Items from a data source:
* * * *

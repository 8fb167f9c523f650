use serde::{Deserialize, Serialize};

use crate::tokenizer::Token;
use crate::Score;

/// Reference to a token of the stream, stable across replays.
#[derive(Clone, Copy, Debug, PartialEq, Eq)]
pub(crate) struct TokenRef {
    /// Rank of the token in the token stream.
    pub ordinal: usize,
    pub offset_from: usize,
    pub offset_to: usize,
}

impl TokenRef {
    pub fn new(ordinal: usize, token: &Token) -> TokenRef {
        TokenRef {
            ordinal,
            offset_from: token.offset_from,
            offset_to: token.offset_to,
        }
    }
}

/// A scored candidate snippet, as tracked while highlighting a document.
///
/// The rendered text of all of the fragments of a document lives in a
/// single shared buffer: a fragment only knows its `[text_start, text_end)`
/// window in that buffer, which is what makes merging two adjacent fragments
/// free.
#[derive(Clone, Debug, PartialEq)]
pub(crate) struct Fragment {
    pub sequence_number: usize,
    pub first_token: Option<TokenRef>,
    pub last_token: Option<TokenRef>,
    pub text_start: usize,
    pub text_end: usize,
    /// Char offsets of the document span rendered in this fragment.
    pub doc_start: usize,
    pub doc_end: usize,
    pub score: Score,
}

impl Fragment {
    pub fn new(sequence_number: usize, text_start: usize, doc_start: usize) -> Fragment {
        Fragment {
            sequence_number,
            first_token: None,
            last_token: None,
            text_start,
            text_end: text_start,
            doc_start,
            doc_end: doc_start,
            score: 0.0,
        }
    }

    pub fn add_token(&mut self, ordinal: usize, token: &Token) {
        let token_ref = TokenRef::new(ordinal, token);
        self.first_token.get_or_insert(token_ref);
        self.last_token = Some(token_ref);
    }

    pub fn freeze(&mut self, score: Score, text_end: usize, doc_end: usize) {
        self.score = score.max(0.0);
        self.text_end = text_end;
        self.doc_end = doc_end;
    }

    /// Returns true if `self` directly follows `previous`: they are adjacent
    /// in the rendered text, and the last token of `previous` ends before the
    /// first token of `self` starts.
    pub fn follows(&self, previous: &Fragment) -> bool {
        let (Some(last), Some(first)) = (previous.last_token, self.first_token) else {
            return false;
        };
        previous.text_end == self.text_start && last.offset_to <= first.offset_from
    }

    /// Absorbs `next`, which must follow `self`.
    pub fn merge(&mut self, next: Fragment, score: Score) {
        debug_assert!(next.follows(self));
        self.text_end = next.text_end;
        self.doc_end = next.doc_end;
        self.last_token = next.last_token;
        self.score = score;
    }

    pub fn to_record(&self, buffer: &str) -> FragmentRecord {
        FragmentRecord {
            sequence_number: self.sequence_number,
            score: self.score,
            text: buffer[self.text_start..self.text_end].to_string(),
            start_offset: self.doc_start,
            end_offset: self.doc_end,
        }
    }
}

/// A highlighted fragment, as returned by the [`Highlighter`](super::Highlighter).
#[derive(Clone, Debug, PartialEq, Serialize, Deserialize)]
pub struct FragmentRecord {
    /// Rank of the fragment in document order, at creation time.
    pub sequence_number: usize,
    /// Relevance of the fragment, as computed by the fragment scorer.
    pub score: Score,
    /// Rendered text: escaped, with highlighted terms wrapped in tags.
    pub text: String,
    /// Char offset of the start of the document span rendered in `text`.
    pub start_offset: usize,
    /// Char offset of the end of the document span rendered in `text`.
    pub end_offset: usize,
}

#[cfg(test)]
mod tests {
    use super::*;

    fn token(offset_from: usize, offset_to: usize) -> Token {
        Token {
            offset_from,
            offset_to,
            position_increment: 1,
            text: String::new(),
        }
    }

    fn fragment(
        sequence_number: usize,
        tokens: &[(usize, Token)],
        text: (usize, usize),
    ) -> Fragment {
        let mut fragment = Fragment::new(sequence_number, text.0, 0);
        for (ordinal, token) in tokens {
            fragment.add_token(*ordinal, token);
        }
        fragment.freeze(1.0, text.1, 0);
        fragment
    }

    #[test]
    fn test_follows() {
        let first = fragment(0, &[(0, token(0, 3)), (1, token(4, 7))], (0, 7));
        let second = fragment(1, &[(2, token(8, 11))], (7, 11));
        let detached = fragment(2, &[(3, token(12, 14))], (12, 14));
        assert!(second.follows(&first));
        assert!(!first.follows(&second));
        assert!(!detached.follows(&second));
    }

    #[test]
    fn test_follows_requires_ordered_tokens() {
        let first = fragment(0, &[(0, token(0, 5))], (0, 5));
        let overlapping = fragment(1, &[(1, token(3, 6))], (5, 6));
        assert!(!overlapping.follows(&first));
    }

    #[test]
    fn test_merge() {
        let mut first = fragment(0, &[(0, token(0, 3))], (0, 3));
        let second = fragment(1, &[(1, token(4, 7)), (2, token(8, 9))], (3, 9));
        first.merge(second, 2.5);
        assert_eq!(first.sequence_number, 0);
        assert_eq!(first.text_end, 9);
        assert_eq!(first.last_token.map(|token| token.ordinal), Some(2));
        assert_eq!(first.score, 2.5);
        let record = first.to_record("abcdefghi");
        assert_eq!(record.text, "abcdefghi");
    }

    #[test]
    fn test_freeze_never_negative() {
        let mut fragment = Fragment::new(0, 0, 0);
        fragment.freeze(-1.0, 0, 0);
        assert_eq!(fragment.score, 0.0);
    }
}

* * * *

→ WHAT YOU HAVE TO DO
Transcribe the lines above between the line holding "let (Some(last), Some(first))" and the line holding "which must follow", inclusive, exactly as they stand and with nothing added.

→ RESULT OF THE EXERCISE
        let (Some(last), Some(first)) = (previous.last_token, self.first_token) else {
            return false;
        };
        previous.text_end == self.text_start && last.offset_to <= first.offset_from
    }

    /// Absorbs `next`, which must follow `self`.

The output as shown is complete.